17 thoughts on “It is more complicated than I thought: -mtune, -march in GCC”

  1. Sounds like it’s an architecture identification bug. If you can replicate it with gcc-8.1 (or even better, the Git HEAD), report it on GCC’s bug tracker: https://gcc.gnu.org/bugzilla/

    1. Travis Downs says:

      It’s not a bug per se, because it happens when GCC is too old to know about the new arch. So it doesn’t happen (for Skylake) on newer GCC, but it would presumabley still happen with a newer CPU uarch.

  2. GeorgeL says:

    Maybe it depends on your operating system and GCC version. On CentOS 7.5 with native GCC 4.8.5 and even with GCC 8.2 RC setting march=native also means mtune=native is set

    On Core i7 4790K cpu

    with GCC 4.8.5 native

    gcc -v
    Using built-in specs.
    COLLECT_GCC=gcc
    COLLECT_LTO_WRAPPER=/usr/libexec/gcc/x86_64-redhat-linux/4.8.5/lto-wrapper
    Target: x86_64-redhat-linux
    Configured with: ../configure --prefix=/usr --mandir=/usr/share/man --infodir=/usr/share/info --with-bugurl=http://bugzilla.redhat.com/bugzilla --enable-bootstrap --enable-shared --enable-threads=posix --enable-checking=release --with-system-zlib --enable-__cxa_atexit --disable-libunwind-exceptions --enable-gnu-unique-object --enable-linker-build-id --with-linker-hash-style=gnu --enable-languages=c,c++,objc,obj-c++,java,fortran,ada,go,lto --enable-plugin --enable-initfini-array --disable-libgcj --with-isl=/builddir/build/BUILD/gcc-4.8.5-20150702/obj-x86_64-redhat-linux/isl-install --with-cloog=/builddir/build/BUILD/gcc-4.8.5-20150702/obj-x86_64-redhat-linux/cloog-install --enable-gnu-indirect-function --with-tune=generic --with-arch_32=x86-64 --build=x86_64-redhat-linux
    Thread model: posix
    gcc version 4.8.5 20150623 (Red Hat 4.8.5-28) (GCC)
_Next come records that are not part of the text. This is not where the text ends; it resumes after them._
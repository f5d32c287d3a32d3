//! Velocity integration: acceleration, friction, braking and path following

use glam::Vec3;
use strider_core::math::{clamp_length_max, project_on_plane, safe_normal, KINDA_SMALL, SMALL};

use crate::character::{CharacterMovement, BRAKE_TO_STOP_VELOCITY, MIN_TICK_TIME};
use crate::mode::MovementMode;

impl CharacterMovement {
    /// Update velocity for one sub-step from acceleration, friction and braking.
    ///
    /// `fluid` applies friction as drag on the whole velocity, as in water
    /// or air volumes.
    pub fn calc_velocity(&mut self, delta_time: f32, friction: f32, fluid: bool, braking_deceleration: f32) {
        if !self.has_valid_data() || self.root_motion.has_anim_root_motion() || delta_time < MIN_TICK_TIME {
            return;
        }

        let friction = friction.max(0.0);
        let max_accel = self.max_acceleration();
        let mut max_speed = self.max_speed();

        let mut zero_requested_acceleration = true;
        let mut requested_acceleration = Vec3::ZERO;
        let mut requested_speed = 0.0;
        if let Some((accel, speed)) = self.apply_requested_move(delta_time, max_accel, max_speed, friction) {
            requested_acceleration = clamp_length_max(accel, max_accel);
            requested_speed = speed;
            zero_requested_acceleration = false;
        }

        // Requested moves ignore the analog modifier; everything below uses it
        max_speed = requested_speed
            .max(max_speed * self.analog_input_modifier)
            .max(self.min_analog_speed());

        let zero_acceleration = self.acceleration == Vec3::ZERO;
        if zero_acceleration && zero_requested_acceleration {
            let braking_friction = if self.config.use_separate_braking_friction {
                self.config.braking_friction
            } else {
                friction
            };
            self.apply_velocity_braking(delta_time, braking_friction, braking_deceleration);
        } else if !zero_acceleration {
            // Friction limits how fast input can change direction
            let accel_dir = safe_normal(self.acceleration);
            let speed = self.velocity.length();
            self.velocity -= (self.velocity - accel_dir * speed) * (delta_time * friction).min(1.0);
        }

        if fluid {
            self.velocity *= 1.0 - (friction * delta_time).min(1.0);
        }

        let new_max_speed = if self.is_exceeding_max_speed(max_speed) {
            self.velocity.length()
        } else {
            max_speed
        };
        self.velocity += self.acceleration * delta_time;
        self.velocity += requested_acceleration * delta_time;
        self.velocity = clamp_length_max(self.velocity, new_max_speed);
    }

    /// Slow down with friction and constant deceleration, without reversing.
    pub fn apply_velocity_braking(&mut self, delta_time: f32, friction: f32, braking_deceleration: f32) {
        if self.velocity == Vec3::ZERO
            || !self.has_valid_data()
            || self.root_motion.has_anim_root_motion()
            || delta_time < MIN_TICK_TIME
        {
            return;
        }

        let friction_factor = self.config.braking_friction_factor.max(0.0);
        let friction = (friction * friction_factor).max(0.0);
        let braking_deceleration = braking_deceleration.max(0.0);
        let zero_friction = friction == 0.0;
        let zero_braking = braking_deceleration == 0.0;
        if zero_friction && zero_braking {
            return;
        }

        let old_velocity = self.velocity;
        let max_time_step = self.config.braking_sub_step();
        let rev_accel = if zero_braking {
            Vec3::ZERO
        } else {
            -braking_deceleration * safe_normal(self.velocity)
        };

        // Sub-stepped so low frame rates brake about the same as high ones
        let mut remaining = delta_time;
        while remaining >= MIN_TICK_TIME {
            let dt = if remaining > max_time_step && !zero_friction {
                max_time_step.min(remaining * 0.5)
            } else {
                remaining
            };
            remaining -= dt;

            self.velocity += (-friction * self.velocity + rev_accel) * dt;
            if self.velocity.dot(old_velocity) <= 0.0 {
                self.velocity = Vec3::ZERO;
                return;
            }
        }

        let speed_sq = self.velocity.length_squared();
        if speed_sq <= KINDA_SMALL
            || (!zero_braking && speed_sq <= BRAKE_TO_STOP_VELOCITY * BRAKE_TO_STOP_VELOCITY)
        {
            self.velocity = Vec3::ZERO;
        }
    }

    /// Apply a path-following velocity request.
    ///
    /// Returns the acceleration needed to reach the request and the requested
    /// speed, or `None` if no request is active.
    fn apply_requested_move(
        &mut self,
        delta_time: f32,
        max_accel: f32,
        max_speed: f32,
        friction: f32,
    ) -> Option<(Vec3, f32)> {
        if !self.has_requested_velocity {
            return None;
        }
        let requested_sq = self.requested_velocity.length_squared();
        if requested_sq < KINDA_SMALL {
            return None;
        }

        let requested_len = requested_sq.sqrt();
        let move_dir = self.requested_velocity / requested_len;
        let speed = if self.requested_move_with_max_speed {
            max_speed
        } else {
            max_speed.min(requested_len)
        };
        let move_velocity = move_dir * speed;

        let mut acceleration = Vec3::ZERO;
        let should_accelerate = self.config.requested_move_use_acceleration
            && self.velocity.length_squared() < (speed * 1.01) * (speed * 1.01);
        if should_accelerate {
            let current = self.velocity.length();
            self.velocity -= (self.velocity - move_dir * current) * (delta_time * friction).min(1.0);
            acceleration = clamp_length_max((move_velocity - self.velocity) / delta_time, max_accel);
        } else {
            // Decelerate instantly so we don't slide through the destination
            self.velocity = move_velocity;
        }

        Some((acceleration, speed))
    }

    /// Ask to move with `velocity` this tick, as path following does.
    pub fn request_direct_move(&mut self, velocity: Vec3, force_max_speed: bool) {
        if velocity.length_squared() < KINDA_SMALL {
            return;
        }

        if self.is_falling() {
            let fall_velocity = clamp_length_max(velocity, self.max_speed());
            let gravity_dir = self.gravity_direction(false);
            if gravity_dir != Vec3::ZERO {
                self.perform_air_control_for_path_following(fall_velocity, gravity_dir);
            }
            return;
        }

        self.requested_velocity = velocity;
        self.has_requested_velocity = true;
        self.requested_move_with_max_speed = force_max_speed;

        if self.is_moving_on_ground() {
            let up = self.component_axis_z();
            self.requested_velocity = project_on_plane(self.requested_velocity, up);
        }
    }

    /// Steer a falling character toward a path target below it.
    fn perform_air_control_for_path_following(&mut self, move_velocity: Vec3, gravity_dir: Vec3) {
        let move_speed_z = -move_velocity.dot(gravity_dir);
        let low_gravity = self.gravity_magnitude() < (0.9 * self.gravity.world_gravity_z()).abs();
        if self.velocity.dot(gravity_dir) <= 0.0 || !(move_speed_z < 0.0 || low_gravity) || move_speed_z >= 0.0 {
            return;
        }

        let velocity_2d = project_on_plane(self.velocity, gravity_dir);
        if velocity_2d.length_squared() == 0.0 {
            self.acceleration = Vec3::ZERO;
            return;
        }

        let dist_2d = project_on_plane(move_velocity, gravity_dir).length();
        self.acceleration = safe_normal(move_velocity) * self.max_acceleration();

        if dist_2d < 0.5 * move_speed_z.abs() && self.velocity.dot(move_velocity) > 0.5 * dist_2d * dist_2d {
            self.acceleration = -self.acceleration;
        }

        if dist_2d < 1.5 * self.radius {
            self.velocity = gravity_dir * self.velocity.dot(gravity_dir);
            self.acceleration = Vec3::ZERO;
        } else if self.velocity.dot(move_velocity) < 0.0 {
            let m = (0.2 - self.last_delta_time).max(0.0);
            self.velocity = velocity_2d * m + gravity_dir * self.velocity.dot(gravity_dir);
        }
    }

    /// Drop any pending path-following request.
    pub fn clear_requested_move(&mut self) {
        self.requested_velocity = Vec3::ZERO;
        self.has_requested_velocity = false;
    }

    /// Maximum speed in the current mode.
    pub fn max_speed(&self) -> f32 {
        match self.mode {
            MovementMode::Walking | MovementMode::NavWalking => {
                if self.crouch.is_crouched {
                    self.config.max_walk_speed_crouched
                } else {
                    self.config.max_walk_speed
                }
            }
            MovementMode::Falling => self.config.max_walk_speed,
            MovementMode::Swimming => self.config.max_swim_speed,
            MovementMode::Flying => self.config.max_fly_speed,
            MovementMode::Custom(tag) => self
                .custom_strategy(tag)
                .and_then(|strategy| strategy.max_speed(self))
                .unwrap_or(self.config.max_custom_movement_speed),
            MovementMode::None => 0.0,
        }
    }

    /// Lowest speed analog input may request.
    pub fn min_analog_speed(&self) -> f32 {
        match self.mode {
            MovementMode::Walking | MovementMode::NavWalking | MovementMode::Falling => {
                self.config.min_analog_walk_speed
            }
            _ => 0.0,
        }
    }

    /// Braking deceleration of the current mode.
    pub fn max_braking_deceleration(&self) -> f32 {
        match self.mode {
            MovementMode::Walking | MovementMode::NavWalking => self.config.braking_deceleration_walking,
            MovementMode::Falling => self.config.braking_deceleration_falling,
            MovementMode::Swimming => self.config.braking_deceleration_swimming,
            MovementMode::Flying => self.config.braking_deceleration_flying,
            MovementMode::Custom(_) | MovementMode::None => 0.0,
        }
    }

    pub fn is_exceeding_max_speed(&self, max_speed: f32) -> bool {
        let max_speed = max_speed.max(0.0) * 1.01;
        self.velocity.length_squared() > max_speed * max_speed
    }

    /// Remove input components the current mode cannot use.
    pub fn constrain_input_acceleration(&self, input: Vec3) -> Vec3 {
        if self.is_moving_on_ground() || self.is_falling() {
            project_on_plane(input, self.component_axis_z())
        } else {
            input
        }
    }

    /// Turn a unit-range input vector into an acceleration.
    pub fn scale_input_acceleration(&self, input: Vec3) -> Vec3 {
        clamp_length_max(input, 1.0) * self.max_acceleration()
    }

    /// Fraction of max acceleration requested by the current input.
    pub fn compute_analog_input_modifier(&self) -> f32 {
        let max_accel = self.max_acceleration();
        if self.acceleration.length_squared() > 0.0 && max_accel > SMALL {
            (self.acceleration.length() / max_accel).clamp(0.0, 1.0)
        } else {
            0.0
        }
    }

    /// Velocity after applying `gravity` for `delta_time`, limited to terminal velocity.
    pub fn new_fall_velocity(&self, velocity: Vec3, gravity: Vec3, delta_time: f32) -> Vec3 {
        if delta_time <= 0.0 {
            return velocity;
        }
        let mut result = velocity + gravity * delta_time;
        let terminal = self.volume.terminal_velocity.abs();
        if result.length_squared() > terminal * terminal {
            let gravity_dir = safe_normal(gravity);
            if result.dot(gravity_dir) > terminal {
                result = project_on_plane(result, gravity_dir) + gravity_dir * terminal;
            }
        }
        result
    }

    /// Run `f` with the acceleration temporarily replaced, restoring it on return.
    pub(crate) fn with_scoped_acceleration<R>(&mut self, acceleration: Vec3, f: impl FnOnce(&mut Self) -> R) -> R {
        let saved = std::mem::replace(&mut self.acceleration, acceleration);
        let result = f(self);
        self.acceleration = saved;
        result
    }
}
    you get for march and mtune

    gcc -march=native -Q --help=target | egrep -- '-march=|-mtune' | cut -f3
    core-avx2
    core-avx2

    with GCC 8.2 RC snapshot reported as 8.1.1 right now

    gcc -v
    Using built-in specs.
    COLLECT_GCC=gcc
    COLLECT_LTO_WRAPPER=/opt/gcc-8.2.0-RC-20180719/libexec/gcc/x86_64-redhat-linux/8/lto-wrapper
    Target: x86_64-redhat-linux
    Configured with: ../configure --prefix=/opt/gcc-8.2.0-RC-20180719 --disable-multilib --enable-bootstrap --enable-plugin --with-gcc-major-version-only --enable-shared --disable-nls --enable-threads=posix --enable-checking=release --with-system-zlib --enable-__cxa_atexit --disable-install-libiberty --disable-libunwind-exceptions --enable-gnu-unique-object --enable-linker-build-id --with-linker-hash-style=gnu --enable-languages=c,c++ --enable-initfini-array --disable-libgcj --enable-gnu-indirect-function --with-tune=generic --build=x86_64-redhat-linux --enable-lto --enable-gold
    Thread model: posix
    gcc version 8.1.1 20180719 (GCC

    you get for march and mtune

    gcc -march=native -Q --help=target | egrep -- '-march=|-mtune' | cut -f3
    haswell
    haswell

    and specifically for haswell target you get for march and mtune

    gcc -march=haswell -Q --help=target | egrep -- '-march=|-mtune' | cut -f3
    haswell
    haswell

    1. Travis Downs says:

      You need to run the test with a compiler that doesn’t know about your arch to make this interesting. In particular, for gcc 8 your results are as expected: Haswell is known by gcc and you are running on Haswell, so you get march and mtune set to Haswell.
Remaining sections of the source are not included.